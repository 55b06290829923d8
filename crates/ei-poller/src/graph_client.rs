//! Microsoft-Graph-shaped HTTP client: unread-mail enumeration paginated
//! via `@odata.nextLink`, single-message fetch, and best-effort batch
//! read-marking.

use async_trait::async_trait;
use chrono::Utc;
use ei_common::provider::{MailProvider, UnreadPage};
use ei_common::{EmailMessage, IngestError, Result};
use ei_retry::parse_retry_after;
use serde::Deserialize;
use serde_json::json;
use std::time::Duration;

const PAGE_SIZE: u32 = 100;

fn retry_after_header(response: &reqwest::Response) -> Option<Duration> {
    response.headers().get("Retry-After").and_then(|v| v.to_str().ok()).and_then(parse_retry_after)
}

pub struct GraphMailProvider {
    http: reqwest::Client,
    base_url: String,
}

impl GraphMailProvider {
    pub fn new(base_url: String) -> Self {
        let http = reqwest::Client::builder()
            .timeout(Duration::from_secs(30))
            .build()
            .expect("reqwest client builds with static config");
        Self { http, base_url }
    }
}

#[derive(Deserialize)]
struct GraphMessage {
    id: String,
    #[serde(default)]
    subject: String,
    from: Option<GraphRecipient>,
    #[serde(rename = "toRecipients", default)]
    to_recipients: Vec<GraphRecipient>,
    #[serde(rename = "receivedDateTime")]
    received_date_time: chrono::DateTime<Utc>,
    #[serde(rename = "hasAttachments", default)]
    has_attachments: bool,
    #[serde(rename = "bodyPreview", default)]
    body_preview: String,
}

#[derive(Deserialize)]
struct GraphRecipient {
    #[serde(rename = "emailAddress")]
    email_address: Option<GraphEmailAddress>,
}

#[derive(Deserialize)]
struct GraphEmailAddress {
    address: Option<String>,
}

#[derive(Deserialize)]
struct GraphPage {
    value: Vec<GraphMessage>,
    #[serde(rename = "@odata.nextLink")]
    next_link: Option<String>,
}

fn recipient_address(recipient: &Option<GraphRecipient>) -> String {
    recipient
        .as_ref()
        .and_then(|r| r.email_address.as_ref())
        .and_then(|a| a.address.clone())
        .unwrap_or_default()
}

fn to_email_message(raw: GraphMessage) -> EmailMessage {
    let sender = recipient_address(&raw.from);
    let recipient = raw
        .to_recipients
        .first()
        .and_then(|r| r.email_address.as_ref())
        .and_then(|a| a.address.clone())
        .unwrap_or_default();
    let raw_message = json!({
        "id": raw.id,
        "subject": raw.subject,
        "hasAttachments": raw.has_attachments,
    });
    EmailMessage {
        id: raw.id,
        subject: raw.subject,
        sender,
        recipient,
        received_at: raw.received_date_time,
        has_attachments: raw.has_attachments,
        body_preview: raw.body_preview,
        raw_message,
    }
}

#[async_trait]
impl MailProvider for GraphMailProvider {
    async fn fetch_unread_page(&self, cursor: Option<&str>, access_token: &str) -> Result<UnreadPage> {
        let url = match cursor {
            Some(next_link) => next_link.to_string(),
            None => format!(
                "{}/me/mailFolders/inbox/messages?$filter=isRead eq false&$orderby=receivedDateTime desc&$top={}",
                self.base_url, PAGE_SIZE
            ),
        };

        let response = self
            .http
            .get(&url)
            .bearer_auth(access_token)
            .send()
            .await
            .map_err(|e| IngestError::Provider { status: None, retry_after: None, message: format!("poll request failed: {e}") })?;

        let status = response.status();
        if status.as_u16() == 410 || status.as_u16() == 404 {
            return Ok(UnreadPage { messages: Vec::new(), next_cursor: None });
        }
        if !status.is_success() {
            let retry_after = retry_after_header(&response);
            let body = response.text().await.unwrap_or_default();
            return Err(IngestError::Provider {
                status: Some(status.as_u16()),
                retry_after,
                message: format!("poll returned {status}: {body}"),
            });
        }

        let page: GraphPage = response
            .json()
            .await
            .map_err(|e| IngestError::Provider { status: None, retry_after: None, message: format!("malformed poll response: {e}") })?;

        Ok(UnreadPage {
            messages: page.value.into_iter().map(to_email_message).collect(),
            next_cursor: page.next_link,
        })
    }

    async fn fetch_message(&self, id: &str, access_token: &str) -> Result<EmailMessage> {
        let url = format!("{}/me/messages/{}", self.base_url, id);
        let response = self
            .http
            .get(&url)
            .bearer_auth(access_token)
            .send()
            .await
            .map_err(|e| IngestError::Provider { status: None, retry_after: None, message: format!("fetch message failed: {e}") })?;

        if !response.status().is_success() {
            let status = response.status();
            let retry_after = retry_after_header(&response);
            return Err(IngestError::Provider { status: Some(status.as_u16()), retry_after, message: format!("fetch message returned {status}") });
        }

        let raw: GraphMessage = response
            .json()
            .await
            .map_err(|e| IngestError::Provider { status: None, retry_after: None, message: format!("malformed message response: {e}") })?;
        Ok(to_email_message(raw))
    }

    async fn mark_read_batch(&self, ids: &[String], access_token: &str) -> Result<()> {
        if ids.is_empty() {
            return Ok(());
        }
        let requests: Vec<_> = ids
            .iter()
            .map(|id| {
                json!({
                    "id": id,
                    "method": "PATCH",
                    "url": format!("/me/messages/{id}"),
                    "body": { "isRead": true },
                    "headers": { "Content-Type": "application/json" },
                })
            })
            .collect();

        let response = self
            .http
            .post(format!("{}/$batch", self.base_url))
            .bearer_auth(access_token)
            .json(&json!({ "requests": requests }))
            .send()
            .await
            .map_err(|e| IngestError::Provider { status: None, retry_after: None, message: format!("mark-read batch failed: {e}") })?;

        if !response.status().is_success() {
            let status = response.status();
            let retry_after = retry_after_header(&response);
            return Err(IngestError::Provider { status: Some(status.as_u16()), retry_after, message: format!("mark-read batch returned {status}") });
        }
        Ok(())
    }
}
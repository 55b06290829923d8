use chrono::{DateTime, Utc};
use serde::{Deserialize, Serialize};

pub mod logging;
pub mod provider;

// ============================================================================
// Core Message Types
// ============================================================================

/// A single unread message as observed from the mail provider.
///
/// `raw_message` retains the provider's JSON verbatim so downstream
/// components never have to guess at fields the upstream API didn't
/// document; everything else is pulled out once, at ingestion time.
#[derive(Debug, Clone, Serialize, Deserialize)]
#[serde(rename_all = "camelCase")]
pub struct EmailMessage {
    pub id: String,
    pub subject: String,
    pub sender: String,
    pub recipient: String,
    pub received_at: DateTime<Utc>,
    pub has_attachments: bool,
    pub body_preview: String,
    pub raw_message: serde_json::Value,
}

/// Payload handed to the persistence API, built by the batch worker pool.
#[derive(Debug, Clone, Serialize, Deserialize)]
#[serde(rename_all = "camelCase")]
pub struct BatchMetadataItem {
    pub email_id: String,
    pub subject: String,
    pub sender: String,
    pub recipient: String,
    pub received_date: DateTime<Utc>,
    pub has_attachments: bool,
    #[serde(skip_serializing_if = "Option::is_none")]
    pub attachment_name: Option<String>,
    pub status: ItemStatus,
}

/// Outcome recorded against a message as it moves through the worker pool
/// and outbound forwarder. Mirrors the small, explicit status vocabulary
/// the persistence API expects rather than a free-form string.
#[derive(Debug, Clone, Copy, PartialEq, Eq, Serialize, Deserialize)]
#[serde(rename_all = "SCREAMING_SNAKE_CASE")]
pub enum ItemStatus {
    Processed,
    Spam,
    Failed,
}

// ============================================================================
// Session Types
// ============================================================================

#[derive(Debug, Clone, Copy, PartialEq, Eq, Serialize, Deserialize)]
#[serde(rename_all = "snake_case")]
pub enum SessionState {
    Idle,
    PollingActive,
    WebhookActive,
    BothActive,
    Terminated,
    FailedToStart,
    SessionError,
}

#[derive(Debug, Clone, Copy, PartialEq, Eq, Serialize, Deserialize)]
#[serde(rename_all = "snake_case")]
pub enum PollingMode {
    Manual,
    Scheduled,
    Fallback,
}

#[derive(Debug, Clone, Serialize, Deserialize)]
pub struct SessionCounters {
    pub processed: u64,
    pub pending: u64,
    pub failed: u64,
    pub polling_errors: u64,
    pub webhook_errors: u64,
}

impl Default for SessionCounters {
    fn default() -> Self {
        Self {
            processed: 0,
            pending: 0,
            failed: 0,
            polling_errors: 0,
            webhook_errors: 0,
        }
    }
}

#[derive(Debug, Clone, Serialize, Deserialize)]
pub struct SessionRecord {
    pub session_id: String,
    pub state: SessionState,
    pub start_time: DateTime<Utc>,
    pub end_time: Option<DateTime<Utc>>,
    pub polling_interval: u64,
    pub webhook_enabled: bool,
    pub polling_mode: PollingMode,
    pub counters: SessionCounters,
    pub failure_reason: Option<String>,
    pub error_details: Option<String>,
}

// ============================================================================
// Warning / Health Types
// ============================================================================

#[derive(Debug, Clone, Copy, PartialEq, Eq, Hash, Serialize, Deserialize)]
pub enum WarningCategory {
    Polling,
    Webhook,
    Queue,
    RateLimiting,
    StoreConnectivity,
    Forwarding,
    Session,
}

#[derive(Debug, Clone, Copy, PartialEq, Eq, PartialOrd, Ord, Hash, Serialize, Deserialize)]
pub enum WarningSeverity {
    Info,
    Warn,
    Error,
    Critical,
}

#[derive(Debug, Clone, Serialize, Deserialize)]
pub struct Warning {
    pub id: String,
    pub category: WarningCategory,
    pub severity: WarningSeverity,
    pub message: String,
    pub source: String,
    pub created_at: DateTime<Utc>,
}

impl Warning {
    pub fn new(category: WarningCategory, severity: WarningSeverity, message: String, source: String) -> Self {
        Self {
            id: uuid::Uuid::new_v4().to_string(),
            category,
            severity,
            message,
            source,
            created_at: Utc::now(),
        }
    }

    pub fn age_minutes(&self) -> i64 {
        (Utc::now() - self.created_at).num_minutes()
    }
}

#[derive(Debug, Clone, Copy, PartialEq, Eq, Serialize, Deserialize)]
pub enum HealthStatus {
    Healthy,
    Warning,
    Degraded,
}

#[derive(Debug, Clone, Serialize, Deserialize)]
pub struct HealthReport {
    pub status: HealthStatus,
    pub store_reachable: bool,
    pub active_warnings: u32,
    pub critical_warnings: u32,
    pub issues: Vec<String>,
}

// ============================================================================
// Error Types
// ============================================================================

#[derive(Debug, thiserror::Error)]
pub enum IngestError {
    #[error("store error: {0}")]
    Store(String),

    #[error("store unavailable: {0}")]
    StoreUnavailable(String),

    #[error("queue error: {0}")]
    Queue(String),

    #[error("lock timeout acquiring {0}")]
    LockTimeout(String),

    #[error("provider API error: {message}")]
    Provider { status: Option<u16>, retry_after: Option<std::time::Duration>, message: String },

    #[error("token error: {0}")]
    Token(String),

    #[error("configuration error: {0}")]
    Config(String),

    #[error("serialization error: {0}")]
    Serialization(#[from] serde_json::Error),

    #[error("HTTP error: {0}")]
    Http(String),

    #[error("message bus error: {0}")]
    MessageBus(String),

    #[error("invalid state transition: {from:?} -> {to:?}")]
    InvalidTransition { from: SessionState, to: SessionState },

    #[error("shutdown in progress")]
    ShutdownInProgress,
}

pub type Result<T> = std::result::Result<T, IngestError>;

impl IngestError {
    /// The HTTP status behind a `Provider` error, if the failure came from
    /// a response rather than a transport-level error.
    pub fn provider_status(&self) -> Option<u16> {
        match self {
            IngestError::Provider { status, .. } => *status,
            _ => None,
        }
    }

    /// A server-dictated retry delay carried by a `Provider` error, if any.
    pub fn provider_retry_after(&self) -> Option<std::time::Duration> {
        match self {
            IngestError::Provider { retry_after, .. } => *retry_after,
            _ => None,
        }
    }
}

WHAT IS BEING ASKED.
The lines to return are those holding the string "odata" anywhere in the listing above.

EXERCISE OUTPUT.
//! via `@odata.nextLink`, single-message fetch, and best-effort batch
    #[serde(rename = "@odata.nextLink")]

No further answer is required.